Makala Central Prison
- Interactive map of Makala Central Prison
- Location: Kinshasa, Democratic Republic of the Congo;
- Status: Operational
- Capacity: 1,500
- Population: 14,000–15,000 (2024)

Notable prisoners
- Stanis Bujakera Tshiamala, Thomas Lubanga Dyilo, Emmanuel Dungia, Bruno Tshibala, Muanda Nsemi

= Makala Central Prison =

Prison in the Democratic Republic of the Congo

Makala Central Prison (Prison centrale de Makala), or Makala Prison (Prison de Makala, Bolóko ya Makala), is the biggest prison in the Democratic Republic of the Congo (DRC), located in its capital city, Kinshasa. It is located in the city center, 3 miles from the presidential palace.

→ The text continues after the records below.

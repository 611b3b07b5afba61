//! Route table.

pub mod payments;

use axum::routing::{get, post};
use axum::{Json, Router};

use crate::state::AppState;

pub fn create_router(state: AppState) -> Router {
    Router::new()
        .route("/health", get(health))
        .route("/api/payments/checkout", post(payments::create_checkout))
        .route("/api/payments/webhook", post(payments::webhook))
        .with_state(state)
}

async fn health() -> Json<serde_json::Value> {
    Json(serde_json::json!({
        "status": "ok",
        "version": env!("CARGO_PKG_VERSION"),
    }))
}
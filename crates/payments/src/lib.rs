// Payments crate clippy configuration.
// Test code patterns (expected in test files):
#![cfg_attr(test, allow(clippy::unwrap_used))]
#![cfg_attr(test, allow(clippy::expect_used))]

//! Atelier Payments
//!
//! Stripe integration for the storefront: checkout session creation and
//! webhook reconciliation of customers, payments, and subscriptions.
//!
//! ## Design
//!
//! - **Ingestion is stateless.** Every webhook delivery is independent and
//!   may race with duplicates of itself or with other deliveries touching
//!   the same entity. There are no in-process locks, queues, or retry
//!   schedulers; all concurrency safety lives in the storage layer's
//!   natural-key upserts.
//! - **Idempotence is the correctness property.** Replaying any event any
//!   number of times converges to the same row state.
//! - **Arrival order is the only order.** Handlers tolerate events arriving
//!   before or after their logical predecessors; the most recently delivered
//!   event wins.

pub mod checkout;
pub mod client;
pub mod customer;
pub mod error;
pub mod event;
pub mod signature;
pub mod store;
pub mod webhooks;


// Checkout
pub use checkout::{
    CheckoutCustomer, CheckoutMode, CheckoutRequest, CheckoutResponse, CheckoutService,
};

// Client
pub use client::{StripeClient, StripeConfig, DEFAULT_SIGNATURE_TOLERANCE_SECS};

// Customer
pub use customer::CustomerService;

// Error
pub use error::{PaymentsError, PaymentsResult};

// Events
pub use event::{EventKind, WebhookEvent};

// Store
pub use store::{
    CustomerLink, MemoryStore, PaymentKey, PaymentRecord, PaymentStatus, PaymentUpsert, PgStore,
    PriceRecord, ReconciliationStore, SubscriptionRecord, SubscriptionUpsert,
};

// Webhooks
pub use webhooks::{AckOutcome, WebhookAck, WebhookHandler};

use std::sync::Arc;

use sqlx::PgPool;

/// Aggregate payments service: one handle for everything the API layer
/// needs, with its collaborators injected explicitly.
pub struct PaymentsService {
    pub checkout: CheckoutService,
    pub customers: CustomerService,
    pub webhooks: WebhookHandler,
    pub store: Arc<dyn ReconciliationStore>,
}

impl PaymentsService {
    /// Create the service from environment variables, persisting to Postgres.
    pub fn from_env(pool: PgPool) -> PaymentsResult<Self> {
        let stripe = StripeClient::from_env()?;
        let store: Arc<dyn ReconciliationStore> = Arc::new(PgStore::new(pool));
        Ok(Self::new(stripe, store))
    }

    /// Create the service with an explicit client and store.
    pub fn new(stripe: StripeClient, store: Arc<dyn ReconciliationStore>) -> Self {
        Self {
            checkout: CheckoutService::new(stripe.clone(), store.clone()),
            customers: CustomerService::new(stripe.clone(), store.clone()),
            webhooks: WebhookHandler::new(store.clone(), stripe.config()),
            store,
        }
    }
}
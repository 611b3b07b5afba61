//! Checkout session initiation.
//!
//! Starts a processor-hosted checkout flow and stamps the internal user id
//! into the session (and the payment-intent or subscription it produces) so
//! webhook events can be resolved back to a local user without a processor
//! round trip.

use std::collections::HashMap;
use std::sync::Arc;

use serde::{Deserialize, Serialize};
use stripe::{
    CheckoutSession, CheckoutSessionMode, CreateCheckoutSession, CreateCheckoutSessionLineItems,
    CreateCheckoutSessionPaymentIntentData, CreateCheckoutSessionSubscriptionData,
};
use uuid::Uuid;

use crate::client::StripeClient;
use crate::customer::CustomerService;
use crate::error::{PaymentsError, PaymentsResult};
use crate::store::ReconciliationStore;

/// Which kind of checkout flow to start.
#[derive(Debug, Clone, Copy, PartialEq, Eq, Deserialize, Serialize)]
#[serde(rename_all = "snake_case")]
pub enum CheckoutMode {
    Payment,
    Subscription,
}

/// The requesting user, when authenticated. Guests check out with only an
/// optional email hint.
#[derive(Debug, Clone)]
pub struct CheckoutCustomer {
    pub user_id: Uuid,
    pub email: Option<String>,
    pub name: Option<String>,
}

#[derive(Debug, Clone)]
pub struct CheckoutRequest {
    /// Internal price id, resolved against the local catalog mirror.
    pub price_id: Uuid,
    pub mode: CheckoutMode,
    pub success_url: String,
    pub cancel_url: String,
    pub customer: Option<CheckoutCustomer>,
    pub guest_email: Option<String>,
    /// Extra correlation metadata to stamp into the session.
    pub metadata: HashMap<String, String>,
}

#[derive(Debug, Clone, Serialize)]
pub struct CheckoutResponse {
    pub session_id: String,
    pub url: Option<String>,
}

/// Creates processor checkout sessions for the storefront.
#[derive(Clone)]
pub struct CheckoutService {
    stripe: StripeClient,
    store: Arc<dyn ReconciliationStore>,
}

impl CheckoutService {
    pub fn new(stripe: StripeClient, store: Arc<dyn ReconciliationStore>) -> Self {
        Self { stripe, store }
    }

    /// Start a checkout session.
    ///
    /// Processor-side failures (unknown price, API errors) surface
    /// synchronously to the caller; this path has none of the
    /// swallow-and-acknowledge semantics of the webhook side.
    pub async fn create_session(&self, req: CheckoutRequest) -> PaymentsResult<CheckoutResponse> {
        let price = self
            .store
            .find_price(req.price_id)
            .await?
            .filter(|p| p.active)
            .ok_or_else(|| PaymentsError::PriceNotFound(req.price_id.to_string()))?;

        // Correlation metadata: echoed back on checkout.session.completed,
        // and copied onto the payment intent / subscription so their events
        // resolve without a lookup.
        let mut metadata = req.metadata.clone();
        if let Some(customer) = &req.customer {
            metadata.insert("user_id".to_string(), customer.user_id.to_string());
        }

        let client_reference_id = req.customer.as_ref().map(|c| c.user_id.to_string());

        // Resolve the customer link before building params: the link creation
        // is the only processor round trip besides the session itself.
        let customer_id = match &req.customer {
            Some(customer) => {
                let customers = CustomerService::new(self.stripe.clone(), self.store.clone());
                let link = customers
                    .get_or_create_customer(
                        customer.user_id,
                        customer.email.as_deref(),
                        customer.name.as_deref(),
                    )
                    .await?;
                Some(link.stripe_customer_id.parse().map_err(|_| {
                    PaymentsError::Internal(format!(
                        "invalid stored customer id: {}",
                        link.stripe_customer_id
                    ))
                })?)
            }
            None => None,
        };

        // Stamp the correlation metadata onto the object the webhook events
        // will actually carry: the payment intent for one-time flows, the
        // subscription for recurring ones.
        let (payment_intent_data, subscription_data) = match req.mode {
            CheckoutMode::Payment => (
                Some(CreateCheckoutSessionPaymentIntentData {
                    metadata: Some(metadata.clone()),
                    ..Default::default()
                }),
                None,
            ),
            CheckoutMode::Subscription => (
                None,
                Some(CreateCheckoutSessionSubscriptionData {
                    metadata: Some(metadata.clone()),
                    ..Default::default()
                }),
            ),
        };

        let guest_email = req.guest_email.clone();

        let params = CreateCheckoutSession {
            mode: Some(match req.mode {
                CheckoutMode::Payment => CheckoutSessionMode::Payment,
                CheckoutMode::Subscription => CheckoutSessionMode::Subscription,
            }),
            success_url: Some(&req.success_url),
            cancel_url: Some(&req.cancel_url),
            client_reference_id: client_reference_id.as_deref(),
            line_items: Some(vec![CreateCheckoutSessionLineItems {
                price: Some(price.stripe_price_id.clone()),
                quantity: Some(1),
                ..Default::default()
            }]),
            metadata: Some(metadata),
            payment_intent_data,
            subscription_data,
            customer_email: if customer_id.is_none() {
                guest_email.as_deref()
            } else {
                None
            },
            customer: customer_id,
            ..Default::default()
        };

        let session = CheckoutSession::create(self.stripe.inner(), params).await?;

        tracing::info!(
            session_id = %session.id,
            mode = ?req.mode,
            price_id = %req.price_id,
            user_id = ?req.customer.as_ref().map(|c| c.user_id),
            "Checkout session created"
        );

        Ok(CheckoutResponse {
            session_id: session.id.to_string(),
            url: session.url,
        })
    }
}
//! Server configuration, loaded from the environment.

use anyhow::Context;

#[derive(Debug, Clone)]
pub struct Config {
    pub database_url: String,
    pub bind_address: String,
    /// Secret for validating bearer tokens on the checkout endpoint.
    pub jwt_secret: String,
    /// Origins allowed to call the browser-facing endpoints.
    pub allowed_origins: Vec<String>,
}

impl Config {
    pub fn from_env() -> anyhow::Result<Self> {
        let database_url = std::env::var("DATABASE_URL").context("DATABASE_URL is not set")?;

        let bind_address =
            std::env::var("BIND_ADDRESS").unwrap_or_else(|_| "0.0.0.0:8080".to_string());

        let jwt_secret = std::env::var("JWT_SECRET").context("JWT_SECRET is not set")?;

        // Default to localhost for development; production sets ALLOWED_ORIGINS.
        let allowed_origins = std::env::var("ALLOWED_ORIGINS")
            .unwrap_or_else(|_| "http://localhost:3000,http://127.0.0.1:3000".to_string())
            .split(',')
            .map(|s| s.trim().to_string())
            .filter(|s| !s.is_empty())
            .collect();

        Ok(Self {
            database_url,
            bind_address,
            jwt_secret,
            allowed_origins,
        })
    }
}

#[cfg(test)]
mod tests {
    use super::*;
    use serial_test::serial;

    fn set_required_vars() {
        std::env::set_var("DATABASE_URL", "postgres://localhost/atelier_test");
        std::env::set_var("JWT_SECRET", "test-secret");
    }

    #[test]
    #[serial]
    fn loads_with_defaults() {
        set_required_vars();
        std::env::remove_var("BIND_ADDRESS");
        std::env::remove_var("ALLOWED_ORIGINS");

        let config = Config::from_env().unwrap();
        assert_eq!(config.bind_address, "0.0.0.0:8080");
        assert_eq!(config.allowed_origins.len(), 2);
    }

    #[test]
    #[serial]
    fn parses_origin_list() {
        set_required_vars();
        std::env::set_var(
            "ALLOWED_ORIGINS",
            "https://atelier.example , https://www.atelier.example",
        );

        let config = Config::from_env().unwrap();
        assert_eq!(
            config.allowed_origins,
            vec![
                "https://atelier.example".to_string(),
                "https://www.atelier.example".to_string()
            ]
        );
        std::env::remove_var("ALLOWED_ORIGINS");
    }

    #[test]
    #[serial]
    fn missing_database_url_fails() {
        std::env::remove_var("DATABASE_URL");
        std::env::set_var("JWT_SECRET", "test-secret");
        assert!(Config::from_env().is_err());
    }
}
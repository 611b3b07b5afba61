//! In-memory reconciliation store.
//!
//! Mirrors the merge semantics of the Postgres implementation (natural-key
//! upserts, immutable amount/currency, metadata merge) behind the same
//! trait, so handler logic can be exercised without a database.

use std::collections::hash_map::Entry;
use std::collections::HashMap;

use async_trait::async_trait;
use time::OffsetDateTime;
use tokio::sync::Mutex;
use uuid::Uuid;

use super::{
    CustomerLink, PaymentKey, PaymentRecord, PaymentUpsert, PriceRecord, ReconciliationStore,
    SubscriptionRecord, SubscriptionUpsert,
};
use crate::error::PaymentsResult;

#[derive(Debug, Clone)]
pub struct RecordedEvent {
    pub stripe_event_id: String,
    pub event_type: String,
    pub outcome: String,
    pub error: Option<String>,
}

#[derive(Default)]
struct Tables {
    customer_links: HashMap<Uuid, CustomerLink>,
    prices: HashMap<Uuid, PriceRecord>,
    /// Keyed by the payment's natural key.
    payments: HashMap<String, PaymentRecord>,
    /// Keyed by external subscription id.
    subscriptions: HashMap<String, SubscriptionRecord>,
    events: Vec<RecordedEvent>,
}

#[derive(Default)]
pub struct MemoryStore {
    tables: Mutex<Tables>,
}

fn payment_map_key(key: &PaymentKey) -> String {
    match key {
        PaymentKey::Intent(id) => format!("pi:{id}"),
        PaymentKey::Invoice(id) => format!("in:{id}"),
    }
}

/// Shallow object merge, matching Postgres `jsonb || jsonb`.
fn merge_metadata(base: &mut serde_json::Value, incoming: &serde_json::Value) {
    match (base.as_object_mut(), incoming.as_object()) {
        (Some(base_map), Some(incoming_map)) => {
            for (k, v) in incoming_map {
                base_map.insert(k.clone(), v.clone());
            }
        }
        _ => *base = incoming.clone(),
    }
}

impl MemoryStore {
    pub fn new() -> Self {
        Self::default()
    }

    /// Seed the price catalog (done out of band in production).
    pub async fn insert_price(&self, price: PriceRecord) {
        self.tables.lock().await.prices.insert(price.id, price);
    }

    pub async fn recorded_events(&self) -> Vec<RecordedEvent> {
        self.tables.lock().await.events.clone()
    }

    pub async fn payment_count(&self) -> usize {
        self.tables.lock().await.payments.len()
    }

    pub async fn subscription_count(&self) -> usize {
        self.tables.lock().await.subscriptions.len()
    }
}

#[async_trait]
impl ReconciliationStore for MemoryStore {
    async fn find_customer_link(
        &self,
        stripe_customer_id: &str,
    ) -> PaymentsResult<Option<CustomerLink>> {
        let tables = self.tables.lock().await;
        Ok(tables
            .customer_links
            .values()
            .find(|link| link.stripe_customer_id == stripe_customer_id)
            .cloned())
    }

    async fn find_customer_link_for_user(
        &self,
        user_id: Uuid,
    ) -> PaymentsResult<Option<CustomerLink>> {
        let tables = self.tables.lock().await;
        Ok(tables.customer_links.get(&user_id).cloned())
    }

    async fn upsert_customer_link(&self, link: CustomerLink) -> PaymentsResult<()> {
        let mut tables = self.tables.lock().await;
        match tables.customer_links.entry(link.user_id) {
            Entry::Occupied(mut entry) => {
                let existing = entry.get_mut();
                existing.stripe_customer_id = link.stripe_customer_id;
                if link.email.is_some() {
                    existing.email = link.email;
                }
                if link.name.is_some() {
                    existing.name = link.name;
                }
            }
            Entry::Vacant(entry) => {
                entry.insert(link);
            }
        }
        Ok(())
    }

    async fn find_price(&self, id: Uuid) -> PaymentsResult<Option<PriceRecord>> {
        let tables = self.tables.lock().await;
        Ok(tables.prices.get(&id).cloned())
    }

    async fn find_price_by_external(
        &self,
        stripe_price_id: &str,
    ) -> PaymentsResult<Option<PriceRecord>> {
        let tables = self.tables.lock().await;
        Ok(tables
            .prices
            .values()
            .find(|p| p.stripe_price_id == stripe_price_id)
            .cloned())
    }

    async fn upsert_payment(&self, upsert: PaymentUpsert) -> PaymentsResult<()> {
        let mut tables = self.tables.lock().await;
        let map_key = payment_map_key(&upsert.key);

        match tables.payments.entry(map_key) {
            Entry::Occupied(mut entry) => {
                // Amount and currency stay as first written.
                let existing = entry.get_mut();
                existing.status = upsert.status.as_str().to_string();
                if upsert.payment_method.is_some() {
                    existing.payment_method = upsert.payment_method;
                }
                if upsert.stripe_customer_id.is_some() {
                    existing.stripe_customer_id = upsert.stripe_customer_id;
                }
                if existing.user_id.is_none() {
                    existing.user_id = upsert.user_id;
                }
                if existing.subscription_id.is_none() {
                    existing.subscription_id = upsert.subscription_id;
                }
                merge_metadata(&mut existing.metadata, &upsert.metadata);
            }
            Entry::Vacant(entry) => {
                let (intent_id, invoice_id) = match &upsert.key {
                    PaymentKey::Intent(id) => (Some(id.clone()), None),
                    PaymentKey::Invoice(id) => (None, Some(id.clone())),
                };
                entry.insert(PaymentRecord {
                    id: Uuid::new_v4(),
                    stripe_payment_intent_id: intent_id,
                    stripe_invoice_id: invoice_id,
                    stripe_customer_id: upsert.stripe_customer_id,
                    user_id: upsert.user_id,
                    subscription_id: upsert.subscription_id,
                    amount: upsert.amount,
                    currency: upsert.currency,
                    status: upsert.status.as_str().to_string(),
                    payment_method: upsert.payment_method,
                    metadata: upsert.metadata,
                });
            }
        }
        Ok(())
    }

    async fn mark_payment_succeeded_by_intent(
        &self,
        stripe_payment_intent_id: &str,
        metadata: serde_json::Value,
    ) -> PaymentsResult<bool> {
        let mut tables = self.tables.lock().await;
        let map_key = format!("pi:{stripe_payment_intent_id}");
        match tables.payments.get_mut(&map_key) {
            Some(existing) => {
                existing.status = "succeeded".to_string();
                merge_metadata(&mut existing.metadata, &metadata);
                Ok(true)
            }
            None => Ok(false),
        }
    }

    async fn mark_payment_failed_by_invoice(
        &self,
        stripe_invoice_id: &str,
        metadata: serde_json::Value,
    ) -> PaymentsResult<bool> {
        let mut tables = self.tables.lock().await;
        let map_key = format!("in:{stripe_invoice_id}");
        match tables.payments.get_mut(&map_key) {
            Some(existing) => {
                existing.status = "failed".to_string();
                merge_metadata(&mut existing.metadata, &metadata);
                Ok(true)
            }
            None => Ok(false),
        }
    }

    async fn find_payment_by_intent(
        &self,
        stripe_payment_intent_id: &str,
    ) -> PaymentsResult<Option<PaymentRecord>> {
        let tables = self.tables.lock().await;
        Ok(tables
            .payments
            .get(&format!("pi:{stripe_payment_intent_id}"))
            .cloned())
    }

    async fn find_payment_by_invoice(
        &self,
        stripe_invoice_id: &str,
    ) -> PaymentsResult<Option<PaymentRecord>> {
        let tables = self.tables.lock().await;
        Ok(tables
            .payments
            .get(&format!("in:{stripe_invoice_id}"))
            .cloned())
    }

    async fn upsert_subscription(&self, upsert: SubscriptionUpsert) -> PaymentsResult<()> {
        let mut tables = self.tables.lock().await;
        match tables
            .subscriptions
            .entry(upsert.stripe_subscription_id.clone())
        {
            Entry::Occupied(mut entry) => {
                let existing = entry.get_mut();
                existing.status = upsert.status;
                if upsert.stripe_customer_id.is_some() {
                    existing.stripe_customer_id = upsert.stripe_customer_id;
                }
                if existing.user_id.is_none() {
                    existing.user_id = upsert.user_id;
                }
                if upsert.price_id.is_some() {
                    existing.price_id = upsert.price_id;
                }
                existing.current_period_start = upsert.current_period_start;
                existing.current_period_end = upsert.current_period_end;
                existing.cancel_at_period_end = upsert.cancel_at_period_end;
                existing.canceled_at = upsert.canceled_at;
            }
            Entry::Vacant(entry) => {
                entry.insert(SubscriptionRecord {
                    id: Uuid::new_v4(),
                    stripe_subscription_id: upsert.stripe_subscription_id,
                    stripe_customer_id: upsert.stripe_customer_id,
                    user_id: upsert.user_id,
                    price_id: upsert.price_id,
                    status: upsert.status,
                    current_period_start: upsert.current_period_start,
                    current_period_end: upsert.current_period_end,
                    cancel_at_period_end: upsert.cancel_at_period_end,
                    canceled_at: upsert.canceled_at,
                });
            }
        }
        Ok(())
    }

    async fn cancel_subscription(
        &self,
        stripe_subscription_id: &str,
        stripe_customer_id: Option<&str>,
        canceled_at: OffsetDateTime,
    ) -> PaymentsResult<()> {
        let mut tables = self.tables.lock().await;
        match tables.subscriptions.entry(stripe_subscription_id.to_string()) {
            Entry::Occupied(mut entry) => {
                let existing = entry.get_mut();
                existing.status = "canceled".to_string();
                existing.canceled_at = Some(existing.canceled_at.unwrap_or(canceled_at));
            }
            Entry::Vacant(entry) => {
                entry.insert(SubscriptionRecord {
                    id: Uuid::new_v4(),
                    stripe_subscription_id: stripe_subscription_id.to_string(),
                    stripe_customer_id: stripe_customer_id.map(str::to_string),
                    user_id: None,
                    price_id: None,
                    status: "canceled".to_string(),
                    current_period_start: None,
                    current_period_end: None,
                    cancel_at_period_end: false,
                    canceled_at: Some(canceled_at),
                });
            }
        }
        Ok(())
    }

    async fn find_subscription_by_external(
        &self,
        stripe_subscription_id: &str,
    ) -> PaymentsResult<Option<SubscriptionRecord>> {
        let tables = self.tables.lock().await;
        Ok(tables.subscriptions.get(stripe_subscription_id).cloned())
    }

    async fn record_webhook_event(
        &self,
        stripe_event_id: &str,
        event_type: &str,
        outcome: &str,
        error: Option<&str>,
    ) -> PaymentsResult<()> {
        let mut tables = self.tables.lock().await;
        if tables
            .events
            .iter()
            .any(|e| e.stripe_event_id == stripe_event_id)
        {
            return Ok(());
        }
        tables.events.push(RecordedEvent {
            stripe_event_id: stripe_event_id.to_string(),
            event_type: event_type.to_string(),
            outcome: outcome.to_string(),
            error: error.map(str::to_string),
        });
        Ok(())
    }
}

Makala Prison is located between the communes of Makala and Selembao. With a theoretical capacity of 1,500 detainees, Makala is the only detention centre in Kinshasa, with the exception of Ndolo military prison.

The security of each of the eleven pavilions where prisoners are housed is ensured by the inmates. There are no police officers or prison guards inside the site. Instead, prisoners armed with batons guard the entrances and exits of each pavilion.

== Capacity ==
Makala Prison has capacity for 1,500 prisoners, and holds both male and female prisoners. However, Makala Prison is highly overcrowded, housing between 14,000 and 15,000 inmates. According to activists, this leads to inmates often starving to death. In 2020, it was estimated that more than 90% of the people held at the prison were awaiting trial, and only 6% were actually serving sentences.

== History ==
Makala Prison was created in 1957 during the rule of the Belgian Congo. There was a jailbreak in 2017, and an attempted jailbreak in 2024. Thousands escaped and dozens died in the 2017 incident, while over a hundred died and none escaped in the 2024 incident. Jailbreaks are relatively common in the DRC.